Reader Mail: Webmention Spam
I received an email yesterday from Eli Mellen, and with Eli's consent thought I am replying publicly.
The email in question:
Hey there!
No worries about this, but I wanted to let you know that something may be going awry with your website's implementation of webmentions -- you 'liked' one of my posts a while ago (https://eli.li/entry/20180314144847) and I've received 1 or 2 webmentions every day since. No big deal, but wanted to let you know in case that wasn't intentional.
All the best, Eli
My response:
Hey Eli!
Thanks for getting in touch.
Yes this is expected, but thanks for letting me know. Is this an issue for you? Ie are you getting a push notification each time and I need to stop that?
I remember having this conversation at the time I released my functionality and Aaron Parecki asked me to limit the number I sent to IndieWeb.org as it wasn't being handled right, but that technically I wasn't doing anything wrong as a webmention receiver should handle repeated notifications and de-duplicate them as required.

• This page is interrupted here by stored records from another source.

impl SessionController {
    pub fn new(
        config: InterviewConfig,
        settings: SessionSettings,
        connector: Arc<dyn AgentConnector>,
        backend: Arc<dyn InterviewBackend>,
    ) -> Self {
        let (lifecycle_tx, _) = watch::channel(Lifecycle::Idle);
        let (remaining_tx, remaining_rx) = watch::channel(settings.duration_secs);

        Self {
            config,
            settings,
            attempt_id: Uuid::new_v4(),
            lifecycle_tx,
            remaining_tx: Some(remaining_tx),
            remaining_rx,
            router: None,
            playback: None,
            coordinator: None,
            slot: ClientSlot::new(),
            arm: TransportArm::new(),
            transcript: TranscriptLog::new(),
            current_utterance: None,
            timer: None,
            report: EndReport::new(),
            reason: EndReasonCell::new(),
            connector,
            backend,
            encoder_task: None,
            started_at: None,
        }
    }

    pub fn attempt_id(&self) -> Uuid {
        self.attempt_id
    }

    pub fn lifecycle(&self) -> Lifecycle {
        *self.lifecycle_tx.borrow()
    }

    fn set_lifecycle(&self, state: Lifecycle) {
        let previous = self.lifecycle_tx.send_replace(state);
        if previous != state {
            info!(attempt = %self.attempt_id, "session state: {:?} -> {:?}", previous, state);
        }
    }

    /// Acquire media and wire the routing graph. Corresponds to the
    /// permission grant: after this the microphone is live, the encoder
    /// loop is waiting (disarmed), and recording has started.
    pub async fn prepare(
        &mut self,
        capture: Box<dyn CaptureBackend>,
        sink: Box<dyn OutputSink>,
    ) -> Result<(), SessionError> {
        if self.router.is_some() {
            return Err(SessionError::InvalidState("media already prepared".into()));
        }

        let mut router = AudioRouter::build(capture, sink, self.settings.router.clone())
            .await
            .map_err(|e| {
                self.set_lifecycle(Lifecycle::Error);
                SessionError::Setup(e.to_string())
            })?;

        if let Some(transport_rx) = router.take_transport_feed() {
            self.encoder_task = Some(tokio::spawn(run_encoder(
                transport_rx,
                self.slot.clone(),
                self.arm.clone(),
            )));
        }

        // Recording is best-effort: a recorder that cannot start downgrades
        // the attempt, it never blocks the interview.
        let recorder = MuxRecorder::new(
            router.take_mixed_feed(),
            router.take_video_feed(),
            self.settings.mux.clone(),
        );
        let mut coordinator = RecordingCoordinator::new(
            self.config.code.clone(),
            Box::new(recorder),
            Arc::clone(&self.backend),
            self.report.clone(),
        );
        if let Err(e) = coordinator.start().await {
            warn!("Recording unavailable, continuing without archival: {}", e);
        }

        self.playback = Some(router.playback());
        self.router = Some(router);
        self.coordinator = Some(coordinator);

        info!(attempt = %self.attempt_id, code = %self.config.code, "media prepared");
        Ok(())
    }

    /// Open the agent connection and send the opening configuration.
    ///
    /// On a config-send failure the attempt stays retryable: the media
    /// graph is kept, the error is surfaced in the transcript, and the
    /// state returns to `Idle`.
    pub async fn connect(&mut self) -> Result<(), SessionError> {
        if self.lifecycle() != Lifecycle::Idle {
            return Err(SessionError::InvalidState(format!(
                "cannot connect from {:?}",
                self.lifecycle()
            )));
        }
        if self.router.is_none() {
            return Err(SessionError::InvalidState(
                "media not prepared; call prepare first".into(),
            ));
        }

        self.set_lifecycle(Lifecycle::Connecting);
        self.transcript
            .append(Speaker::System, "<< Connecting to interview session... >>")
            .await;

        let client = match self.connector.connect(&self.config).await {
            Ok(client) => Arc::new(client),
            Err(e) => return self.fail_config_send(e).await,
        };
        if let Err(e) = client.send_session_config(&self.config).await {
            client.close().await;
            return self.fail_config_send(e).await;
        }

        self.slot.set(client);
        debug!("session config sent, awaiting acknowledgement");
        Ok(())
    }

    async fn fail_config_send(&mut self, e: TransportError) -> Result<(), SessionError> {
        warn!("failed to send session config: {}", e);
        self.transcript
            .append(
                Speaker::System,
                "[Connection error]: Unable to send initial config message. \
                 Please check your endpoint and authentication details.",
            )
            .await;
        // Media permissions survive; the attempt may be retried.
        self.set_lifecycle(Lifecycle::Idle);
        Err(SessionError::ConfigSend(e.to_string()))
    }

    /// Observer/control handle for this attempt. Cheap to clone.
    pub fn handle(&self) -> SessionHandle {
        SessionHandle {
            code: self.config.code.clone(),
            attempt_id: self.attempt_id,
            lifecycle_rx: self.lifecycle_tx.subscribe(),
            remaining_rx: self.remaining_rx.clone(),
            transcript: self.transcript.clone(),
            report: self.report.clone(),
            slot: self.slot.clone(),
            reason: self.reason.clone(),
        }
    }

    /// Dispatch loop: consume inbound events in arrival order until the
    /// connection closes, then wind the attempt down. Consumes the
    /// controller; the returned summary is the attempt's final word.
    pub async fn run(mut self) -> InterviewSummary {
        if let Some(client) = self.slot.get() {
            while let Some(event) = client.next_event().await {
                self.dispatch(event).await;
            }
            debug!("event stream ended");
        }
        // Whoever actually caused the close recorded the reason first.
        self.reason.set(EndReason::StreamClosed);
        self.finish().await
    }

    async fn dispatch(&mut self, event: ServerEvent) {
        match event {
            ServerEvent::SessionCreated => {
                if self.lifecycle() != Lifecycle::Connecting {
                    warn!("session acknowledgement in {:?}, ignoring", self.lifecycle());
                    return;
                }
                self.arm.arm();
                self.set_lifecycle(Lifecycle::Active);
                self.started_at = Some(Utc::now());
                if let Some(remaining_tx) = self.remaining_tx.take() {
                    self.timer = Some(spawn_countdown(
                        self.settings.duration_secs,
                        remaining_tx,
                        self.transcript.clone(),
                        self.reason.clone(),
                        self.slot.clone(),
                    ));
                }
                self.transcript
                    .append(Speaker::System, "<< Session Started >>")
                    .await;
            }
            ServerEvent::AudioTranscriptDelta { delta } => {
                self.current_utterance
                    .get_or_insert_with(String::new)
                    .push_str(&delta);
            }
            ServerEvent::AudioDelta { delta } => {
                match base64::engine::general_purpose::STANDARD.decode(delta.as_bytes()) {
                    Ok(bytes) => {
                        if let Some(playback) = &self.playback {
                            let samples = bytes_to_samples(&bytes);
                            if let Err(e) = playback.enqueue(samples).await {
                                warn!("failed to enqueue agent audio: {}", e);
                            }
                        }
                    }
                    Err(e) => warn!("undecodable audio delta: {}", e),
                }
            }
            ServerEvent::SpeechStarted => {
                // Barge-in: cut any queued agent audio immediately.
                if let Some(playback) = &self.playback {
                    playback.clear();
                }
            }
            ServerEvent::InputTranscriptionCompleted { transcript } => {
                self.flush_utterance().await;
                self.transcript.append(Speaker::User, transcript).await;
            }
            ServerEvent::ResponseDone => {
                // Not an utterance boundary: a follow-up delta continues the
                // same agent entry.
                debug!("agent response turn complete");
            }
            ServerEvent::Unknown { kind } => {
                debug!("unhandled event type: {}", kind);
            }
        }
    }

    async fn flush_utterance(&mut self) {
        if let Some(text) = self.current_utterance.take() {
            if !text.trim().is_empty() {
                self.transcript.append(Speaker::Agent, text).await;
            }
        }
    }

    /// The single teardown path. Every step tolerates having already been
    /// done, so racing end causes (stop, expiry, stream close) converge
    /// here safely.
    async fn finish(mut self) -> InterviewSummary {
        self.set_lifecycle(Lifecycle::Ended);
        self.arm.disarm();

        if let Some(client) = self.slot.clear() {
            client.close().await;
        }
        if let Some(timer) = self.timer.take() {
            timer.stop().await;
        }
        self.flush_utterance().await;

        self.report
            .set("Interview Ended. Processing recording...", false);

        let transcription = self.transcript.render_text().await;
        let upload = self
            .coordinator
            .as_mut()
            .and_then(|coordinator| coordinator.stop(transcription));

        // Closing the media graph ends the chunk stream, which is what lets
        // the recording finalize and the upload proceed.
        if let Some(router) = self.router.as_mut() {
            router.teardown().await;
        }
        if let Some(encoder) = self.encoder_task.take() {
            match encoder.await {
                Ok(Ok(())) => {}
                Ok(Err(e)) => warn!("encoder stopped early: {}", e),
                Err(e) => warn!("encoder task panicked: {}", e),
            }
        }
        if let Some(upload) = upload {
            if let Err(e) = upload.await {
                warn!("upload task panicked: {}", e);
            }
        }

        let end_reason = self.reason.get();
        info!(
            attempt = %self.attempt_id,
            code = %self.config.code,
            reason = ?end_reason,
            "interview ended"
        );

        InterviewSummary {
            attempt_id: self.attempt_id,
            code: self.config.code.clone(),
            end_reason,
            started_at: self.started_at,
            ended_at: Utc::now(),
            transcript_entries: self.transcript.len().await,
            end_message: self.report.current(),
        }
    }
}

/// Clonable observer/control surface for a running attempt.
#[derive(Clone)]
pub struct SessionHandle {
    code: String,
    attempt_id: Uuid,
    lifecycle_rx: watch::Receiver<Lifecycle>,
    remaining_rx: watch::Receiver<u64>,
    transcript: TranscriptLog,
    report: EndReport,
    slot: ClientSlot,
    reason: EndReasonCell,
}

impl SessionHandle {
    pub fn code(&self) -> &str {
        &self.code
    }

    pub fn attempt_id(&self) -> Uuid {
        self.attempt_id
    }

    pub fn lifecycle(&self) -> Lifecycle {
        *self.lifecycle_rx.borrow()
    }

    pub fn remaining_secs(&self) -> u64 {
        *self.remaining_rx.borrow()
    }

    /// Countdown as displayed to the candidate.
    pub fn timer_display(&self) -> String {
        format_clock(self.remaining_secs())
    }

    /// Request the interview to end. Closing the connection unwinds the
    /// dispatch loop; repeated stops are no-ops.
    pub async fn stop(&self) {
        self.reason.set(EndReason::UserStop);
        if let Some(client) = self.slot.get() {
            client.close().await;
        }
    }

    pub async fn transcript(&self) -> Vec<TranscriptEntry> {
        self.transcript.snapshot().await
    }

    pub fn end_message(&self) -> Option<EndMessage> {
        self.report.current()
    }

    pub async fn status(&self) -> SessionStatus {
        SessionStatus {
            code: self.code.clone(),
            attempt_id: self.attempt_id,
            lifecycle: self.lifecycle(),
            remaining_secs: self.remaining_secs(),
            timer_display: self.timer_display(),
            connected: self.slot.is_connected(),
            transcript_entries: self.transcript.len().await,
            end_reason: self.reason.get(),
            end_message: self.end_message(),
        }
    }
}

/// Point-in-time view of an attempt, shaped for the status endpoint.
#[derive(Debug, Clone, Serialize)]
pub struct SessionStatus {
    pub code: String,
    pub attempt_id: Uuid,
    pub lifecycle: Lifecycle,
    pub remaining_secs: u64,
    pub timer_display: String,
    pub connected: bool,
    pub transcript_entries: usize,
    pub end_reason: Option<EndReason>,
    pub end_message: Option<EndMessage>,
}

/// Final word on one attempt, produced when the dispatch loop exits.
#[derive(Debug, Clone, Serialize)]
pub struct InterviewSummary {
    pub attempt_id: Uuid,
    pub code: String,
    pub end_reason: Option<EndReason>,
    pub started_at: Option<DateTime<Utc>>,
    pub ended_at: DateTime<Utc>,
    pub transcript_entries: usize,
    pub end_message: Option<EndMessage>,
}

I do have some work on my backlog to send them more intelligently but I've not got round to that yet.
But as I say, if it is causing an issue for you please let me know.
Would you be OK me publishing both your email and my reply on my website, so others have a record of it if they want to ask the same thing?
Best, Jamie
And Eli's final reply:
Groovy! No issue on my end. I only noticed because I get a push with every one. I can mute those pretty easily, though.
I think the worry, as Aaron pointed out, is that a high volume of webmentions sent in this manner could quickly turn into something like a DDOS attack by accident. The volume is fairly low across the indieweb, but central hubs -- sites with more traffic -- could be susceptible.
If you're seeing lots of webmentions from me, I'm sorry but until I have put in the work to intelligently send the webmentions, this will happen for a while! It's been on my TODO list for a while, it turns out I hadn't raised the issue yet.